After reading Alison Crowther-Smith's book Lacy Knits: 20 Delicate Projects in Soft, Luxurious Mohair-Silk Yarns I'm still not convinced this is a good choice. But Crowther-Smith, the author of Silky Little Knits, which uses the same types of yarn, is rather addicted to this kind of yarn and tries hard to make it work in these patterns. Some of them are successful, some less so.
About the Book
- Pages: 120
- Format: paperback with flaps
- Number of patterns: the title says 20 but I counted 26
- Skill level: nine patterns are rated easy, three are "easy to intermediate," nine are for intermediate knitters and one is rated as "challenging"
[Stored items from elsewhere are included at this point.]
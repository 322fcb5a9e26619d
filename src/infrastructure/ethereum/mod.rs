//! Ethereum infrastructure - Alloy provider and signer implementations

mod multicall;
mod provider;
mod signer;
mod types;

use std::sync::Arc;

use futures::future::try_join_all;

use crate::config::ChainConfig;
use crate::domain::chain::ChainEndpoint;
use crate::error::Result;

pub use multicall::canonical_address;
pub use provider::{AlloyEndpoint, ProviderConfig};
pub use signer::LocalSigner;

/// Connect to every configured chain concurrently
pub async fn connect_all(configs: &[ChainConfig]) -> Result<Vec<Arc<dyn ChainEndpoint>>> {
    let endpoints = try_join_all(configs.iter().map(AlloyEndpoint::connect)).await?;
    Ok(endpoints
        .into_iter()
        .map(|endpoint| Arc::new(endpoint) as Arc<dyn ChainEndpoint>)
        .collect())
}
//! Write pipeline values
//!
//! Each stage consumes the previous stage's value by move, so a prepared
//! or signed transaction cannot be reused or skipped over.

use alloy_primitives::{Bytes, B256};

use crate::domain::chain::{ChainId, Receipt, UnsignedTransaction};

/// Output of `prepare`: simulated, estimated, ready to sign
#[derive(Debug, Clone, PartialEq, Eq)]
pub struct PreparedTransaction {
    pub request: UnsignedTransaction,
    pub chain_id: ChainId,
    pub gas_estimate: u64,
}

/// Output of `sign`: serialized bytes ready to broadcast
#[derive(Debug, Clone, PartialEq, Eq)]
pub struct SignedTransaction {
    pub raw: Bytes,
    pub chain_id: ChainId,
}

/// Options for `execute`
#[derive(Debug, Clone, Copy, Default)]
pub struct ExecuteOptions {
    /// Block until the transaction is mined and return its receipt
    pub wait_for_receipt: bool,
}

impl ExecuteOptions {
    pub fn wait() -> Self {
        Self {
            wait_for_receipt: true,
        }
    }
}

/// Result of `execute`
#[derive(Debug, Clone, PartialEq, Eq)]
pub enum Execution {
    /// Broadcast, not waited on
    Submitted(B256),
    /// Mined
    Confirmed(Receipt),
}

impl Execution {
    pub fn hash(&self) -> B256 {
        match self {
            Execution::Submitted(hash) => *hash,
            Execution::Confirmed(receipt) => receipt.transaction_hash,
        }
    }

    pub fn receipt(&self) -> Option<&Receipt> {
        match self {
            Execution::Submitted(_) => None,
            Execution::Confirmed(receipt) => Some(receipt),
        }
    }
}
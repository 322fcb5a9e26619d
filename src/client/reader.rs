//! Single-chain read access to one contract ABI

use std::sync::Arc;

use alloy_dyn_abi::DynSolValue;
use alloy_json_abi::JsonAbi;
use alloy_primitives::Address;
use tracing::debug;

use super::batch::MulticallMode;
use crate::domain::chain::{CallRequest, ChainEndpoint, ChainId};
use crate::domain::revert::{ContractFault, DecoderChain, RevertDecoder};
use crate::error::{EndpointError, Error, Result};
use crate::infrastructure::abi::{decode_output, encode_call, resolve_function};

/// A contract ABI bound to one chain endpoint
///
/// The chain id is captured from the endpoint at construction and never
/// changes afterwards.
#[derive(Clone)]
pub struct ContractReader {
    pub(super) abi: Arc<JsonAbi>,
    pub(super) chain_id: ChainId,
    pub(super) endpoint: Arc<dyn ChainEndpoint>,
    pub(super) decoder: Option<DecoderChain>,
    pub(super) multicall: MulticallMode,
}

impl ContractReader {
    pub fn new(abi: Arc<JsonAbi>, endpoint: Arc<dyn ChainEndpoint>) -> Self {
        Self {
            abi,
            chain_id: endpoint.chain_id(),
            endpoint,
            decoder: None,
            multicall: MulticallMode::Auto,
        }
    }

    pub fn with_decoder(mut self, decoder: DecoderChain) -> Self {
        self.decoder = Some(decoder);
        self
    }

    pub fn with_multicall(mut self, mode: MulticallMode) -> Self {
        self.multicall = mode;
        self
    }

    pub fn chain_id(&self) -> ChainId {
        self.chain_id
    }

    pub fn abi(&self) -> &JsonAbi {
        &self.abi
    }

    pub fn endpoint(&self) -> &Arc<dyn ChainEndpoint> {
        &self.endpoint
    }

    pub fn decoder(&self) -> Option<&DecoderChain> {
        self.decoder.as_ref()
    }

    pub fn multicall(&self) -> MulticallMode {
        self.multicall
    }

    /// Call a view function and decode its return value
    ///
    /// Transport failures (including reverts) are returned as
    /// `Error::Transport` without running the revert decoder.
    pub async fn read(
        &self,
        address: Address,
        function: &str,
        args: &[DynSolValue],
    ) -> Result<DynSolValue> {
        let abi_function = resolve_function(&self.abi, function, args.len())?;
        let data = encode_call(abi_function, args)?;

        debug!(chain_id = %self.chain_id, %address, function, "eth_call");
        let output = self.endpoint.call(CallRequest::new(address, data)).await?;

        decode_output(abi_function, &output)
    }

    /// Turn revert bytes into a contract fault, never failing
    pub(super) fn revert_fault(&self, data: &[u8]) -> ContractFault {
        self.decoder
            .as_ref()
            .and_then(|decoder| decoder.decode(data))
            .unwrap_or_else(|| ContractFault::unrecognized(data.to_vec()))
    }

    /// Classify an endpoint failure
    ///
    /// Revert data found anywhere in the cause chain that the decoder
    /// recognizes becomes `Error::Contract`; everything else stays a
    /// transport fault.
    pub(super) fn classify(&self, err: EndpointError) -> Error {
        let fault = match (&self.decoder, err.find_revert_data()) {
            (Some(decoder), Some(data)) => decoder.decode(data),
            _ => None,
        };

        match fault {
            Some(fault) => Error::Contract(fault),
            None => Error::Transport(err),
        }
    }
}

impl std::fmt::Debug for ContractReader {
    fn fmt(&self, f: &mut std::fmt::Formatter<'_>) -> std::fmt::Result {
        f.debug_struct("ContractReader")
            .field("chain_id", &self.chain_id)
            .field("endpoint", &self.endpoint.endpoint_name())
            .field("decoder", &self.decoder)
            .field("multicall", &self.multicall)
            .finish()
    }
}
- Sizing: there are only three garments that have sizes and each offers three or four options
- Illustrations: 100 color photographs
- Knitting lessons: an eight-page techniques section covers yarn overs, cast ons, knitting in the round and knitting with beads
- Publication date: April 2011
Lacy Knits includes patterns for knit flowers, pillows, a top, a couple of shrugs and lots of wraps and shawls, all but one of which includes lace (the exception is a pillow covered with bobbles).
Some of the projects show off the ethereal qualities of both the lace and the yarn well, such as the two-color Chevron Wrap; the Wonder Scarf, which again uses two colors and a sort of floral lace pattern; and the Boudoir Shrug, pictured on the cover, with ruffled cuffs, eyelets on the sleeves and a zig-zag pattern on the back.
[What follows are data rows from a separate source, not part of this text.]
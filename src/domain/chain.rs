//! Chain endpoint capability and signer contracts
//!
//! These traits are the only way the client layer talks to a chain. The
//! alloy-backed implementations live in `infrastructure::ethereum`; tests
//! plug in scripted endpoints.

use std::fmt;

use alloy_primitives::{Address, Bytes, B256, U256};
use serde::{Deserialize, Serialize};

use crate::error::EndpointError;

/// Numeric chain identifier (EIP-155)
#[derive(Debug, Clone, Copy, PartialEq, Eq, PartialOrd, Ord, Hash, Serialize, Deserialize)]
#[serde(transparent)]
pub struct ChainId(pub u64);

impl ChainId {
    pub fn get(self) -> u64 {
        self.0
    }
}

impl From<u64> for ChainId {
    fn from(id: u64) -> Self {
        ChainId(id)
    }
}

impl fmt::Display for ChainId {
    fn fmt(&self, f: &mut fmt::Formatter<'_>) -> fmt::Result {
        write!(f, "{}", self.0)
    }
}

/// A read or simulation request against a single contract
#[derive(Debug, Clone, Default, PartialEq, Eq)]
pub struct CallRequest {
    pub from: Option<Address>,
    pub to: Address,
    pub data: Bytes,
    pub value: U256,
}

impl CallRequest {
    pub fn new(to: Address, data: Bytes) -> Self {
        Self {
            to,
            data,
            ..Default::default()
        }
    }

    pub fn from(mut self, account: Option<Address>) -> Self {
        self.from = account;
        self
    }
}

/// One entry of an aggregated call
#[derive(Debug, Clone, PartialEq, Eq)]
pub struct AggregateCall {
    pub target: Address,
    pub call_data: Bytes,
}

/// Per-entry result of an aggregated call
#[derive(Debug, Clone, PartialEq, Eq)]
pub struct AggregateOutcome {
    pub success: bool,
    pub return_data: Bytes,
}

/// EIP-1559 fee parameters
#[derive(Debug, Clone, Copy, Default, PartialEq, Eq)]
pub struct FeeEstimate {
    pub max_fee_per_gas: u128,
    pub max_priority_fee_per_gas: u128,
}

/// Final state of a mined transaction
#[derive(Debug, Clone, PartialEq, Eq, Serialize)]
pub struct Receipt {
    pub transaction_hash: B256,
    pub block_number: Option<u64>,
    pub gas_used: u64,
    pub success: bool,
}

/// Per-chain capability handle
///
/// An endpoint is bound to exactly one chain for its whole lifetime.
/// Every async method is a network round trip.
#[async_trait::async_trait]
pub trait ChainEndpoint: Send + Sync + 'static {
    /// Chain this endpoint is bound to
    fn chain_id(&self) -> ChainId;

    /// Whether `aggregate` is available on this chain
    fn supports_aggregation(&self) -> bool;

    /// Execute a read-only call (eth_call)
    async fn call(&self, request: CallRequest) -> Result<Bytes, EndpointError>;

    /// Execute many calls in one round trip
    ///
    /// With `allow_failure` set, a reverting entry yields `success: false`
    /// instead of failing the whole request. The returned list is
    /// index-aligned with `calls`.
    async fn aggregate(
        &self,
        calls: Vec<AggregateCall>,
        allow_failure: bool,
    ) -> Result<Vec<AggregateOutcome>, EndpointError>;

    /// Estimate gas for a call
    async fn estimate_gas(&self, request: CallRequest) -> Result<u64, EndpointError>;

    /// Estimate current fee parameters
    async fn estimate_fees(&self) -> Result<FeeEstimate, EndpointError>;

    /// Next nonce for an account
    async fn nonce(&self, account: Address) -> Result<u64, EndpointError>;

    /// Broadcast a signed transaction, returning its hash
    async fn broadcast(&self, raw: Bytes) -> Result<B256, EndpointError>;

    /// Wait until the transaction is mined
    async fn wait_for_receipt(&self, hash: B256) -> Result<Receipt, EndpointError>;

    /// Display name for logs
    fn endpoint_name(&self) -> String {
        format!("chain-{}", self.chain_id())
    }
}

/// Unsigned EIP-1559 transaction fields
#[derive(Debug, Clone, PartialEq, Eq)]
pub struct UnsignedTransaction {
    pub from: Option<Address>,
    pub to: Address,
    pub data: Bytes,
    pub value: U256,
    pub gas_limit: u64,
    pub max_fee_per_gas: u128,
    pub max_priority_fee_per_gas: u128,
    pub nonce: Option<u64>,
}

/// Signs transactions for one account
#[async_trait::async_trait]
pub trait TransactionSigner: Send + Sync + 'static {
    /// Signing account, if the signer currently exposes one
    fn account(&self) -> Option<Address>;

    /// Sign and serialize (EIP-2718) a transaction for `chain_id`
    async fn sign_transaction(
        &self,
        tx: &UnsignedTransaction,
        chain_id: ChainId,
    ) -> Result<Bytes, EndpointError>;
}
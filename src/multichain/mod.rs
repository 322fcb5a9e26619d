//! Cross-chain access: registry of endpoints and concurrent fan-out

mod contract;
mod fanout;
mod registry;

pub use contract::{ClientOptions, MultichainContract};
pub use fanout::{fan_out, group_by_chain};
pub use registry::{ChainRegistry, RegistrySource};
These patterns have in common that they're all worked in the mohair-silk yarn alone and with a single strand of yarn. It's when other fibers are added or the yarn is held doubled that the lacy quality starts to fade and is sometimes completely obscured.
The Beth Cowl, for instance, is a pretty, voluminous wrapper, but it looks like regular ribbing, not lace. And then there are projects like the Shimmer Stole, a pretty wrap with a background of fuzzy Stockinette with a lattice of shimmery yarn on top, which doesn't look like anything I'd call lace and, in fact, doesn't have a single yarn over in it.
The Hilda Circular Shawl is the one big challenging project in the book, and it is a beauty, with a center piece worked in short rows and sewn into a circle,with a complex border that has work for the knitter on both sides of the piece. Honestly I can't imagine working lace of this complexity in a yarn that's such a pain to rip out should you make a mistake, but if that's something you're willing to take on it is a beautiful project.
Another project I like is the Sunday Night Mittens, one of the projects that combines two yarns successfully while still showing off the lace sections.
Lacy Knits is a pretty book with lots of romantic patterns inside, sure to thrill the lover of mohair-silk yarn. If you haven't worked with this kind of yarn before, even if you're a somewhat skilled knitter, I'd start with an easy project because the yarn can be a little temperamental in my experience.
Still, you'll be rewarded with a beautiful work of knitting once you learn the yarn's secrets, though you might wondering in the end why you went to all the trouble of knitting lace when you can't really see it behind the halo.